> Brief
Pull each line containing "Debug" out of the data and copy it.
=== Dataset records ===
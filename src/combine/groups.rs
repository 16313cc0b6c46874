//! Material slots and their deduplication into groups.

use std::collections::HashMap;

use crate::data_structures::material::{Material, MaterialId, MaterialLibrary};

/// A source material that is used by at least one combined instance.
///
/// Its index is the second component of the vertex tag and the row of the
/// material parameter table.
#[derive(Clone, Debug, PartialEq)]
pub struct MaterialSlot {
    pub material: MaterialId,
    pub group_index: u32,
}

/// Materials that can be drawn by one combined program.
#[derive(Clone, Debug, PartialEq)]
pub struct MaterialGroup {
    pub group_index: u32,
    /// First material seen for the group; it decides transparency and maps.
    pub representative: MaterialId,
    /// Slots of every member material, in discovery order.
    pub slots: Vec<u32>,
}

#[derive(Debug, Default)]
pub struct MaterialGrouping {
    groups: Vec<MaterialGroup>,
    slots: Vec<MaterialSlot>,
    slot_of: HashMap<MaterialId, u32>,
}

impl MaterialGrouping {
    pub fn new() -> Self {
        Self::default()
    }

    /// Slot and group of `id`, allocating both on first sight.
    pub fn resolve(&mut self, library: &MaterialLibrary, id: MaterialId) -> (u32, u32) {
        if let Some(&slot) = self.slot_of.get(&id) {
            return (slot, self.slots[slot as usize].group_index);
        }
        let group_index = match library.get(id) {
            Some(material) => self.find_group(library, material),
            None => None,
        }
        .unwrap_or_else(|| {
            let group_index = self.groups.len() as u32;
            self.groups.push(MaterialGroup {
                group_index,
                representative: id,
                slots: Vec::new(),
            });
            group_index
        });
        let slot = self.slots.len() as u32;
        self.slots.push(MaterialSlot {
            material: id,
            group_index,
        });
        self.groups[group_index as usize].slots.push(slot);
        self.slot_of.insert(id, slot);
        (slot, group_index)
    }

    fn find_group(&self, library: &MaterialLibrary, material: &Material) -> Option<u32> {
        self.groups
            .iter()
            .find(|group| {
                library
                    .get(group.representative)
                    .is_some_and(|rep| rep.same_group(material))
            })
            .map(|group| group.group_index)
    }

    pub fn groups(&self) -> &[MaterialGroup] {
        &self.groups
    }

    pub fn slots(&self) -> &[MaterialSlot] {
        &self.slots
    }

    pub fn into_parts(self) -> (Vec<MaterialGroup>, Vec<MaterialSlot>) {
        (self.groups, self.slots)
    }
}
===
=== Dataset records ===
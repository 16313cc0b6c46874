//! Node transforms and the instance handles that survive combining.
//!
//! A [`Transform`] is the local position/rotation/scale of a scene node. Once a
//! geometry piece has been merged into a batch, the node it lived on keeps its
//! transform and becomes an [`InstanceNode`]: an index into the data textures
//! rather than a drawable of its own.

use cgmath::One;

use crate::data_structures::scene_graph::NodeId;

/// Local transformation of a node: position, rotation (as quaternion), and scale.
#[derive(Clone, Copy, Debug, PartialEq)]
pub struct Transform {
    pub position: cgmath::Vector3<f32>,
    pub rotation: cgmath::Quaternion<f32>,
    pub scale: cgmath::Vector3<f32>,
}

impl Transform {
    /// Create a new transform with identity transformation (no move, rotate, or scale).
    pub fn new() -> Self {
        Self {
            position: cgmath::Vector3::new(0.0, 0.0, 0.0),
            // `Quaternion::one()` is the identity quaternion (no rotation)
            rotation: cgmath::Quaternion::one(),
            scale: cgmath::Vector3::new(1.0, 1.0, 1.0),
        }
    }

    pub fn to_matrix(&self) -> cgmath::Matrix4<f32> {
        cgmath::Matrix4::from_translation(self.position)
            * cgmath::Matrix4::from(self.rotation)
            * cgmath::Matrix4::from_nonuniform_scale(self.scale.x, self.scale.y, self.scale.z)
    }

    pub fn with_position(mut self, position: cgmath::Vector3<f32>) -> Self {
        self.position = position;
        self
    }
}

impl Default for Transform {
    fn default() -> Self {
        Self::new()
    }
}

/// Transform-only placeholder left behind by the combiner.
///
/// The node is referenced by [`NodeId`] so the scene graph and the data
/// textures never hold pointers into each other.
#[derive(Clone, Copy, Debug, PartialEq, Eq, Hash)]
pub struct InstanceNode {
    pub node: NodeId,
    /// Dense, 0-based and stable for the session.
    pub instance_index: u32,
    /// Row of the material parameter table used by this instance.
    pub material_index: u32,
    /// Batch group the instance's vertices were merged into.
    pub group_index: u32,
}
===
> Result
#[derive(Clone, Debug, PartialEq)]
#[derive(Clone, Debug, PartialEq)]
#[derive(Debug, Default)]
#[derive(Clone, Copy, Debug, PartialEq)]
#[derive(Clone, Copy, Debug, PartialEq, Eq, Hash)]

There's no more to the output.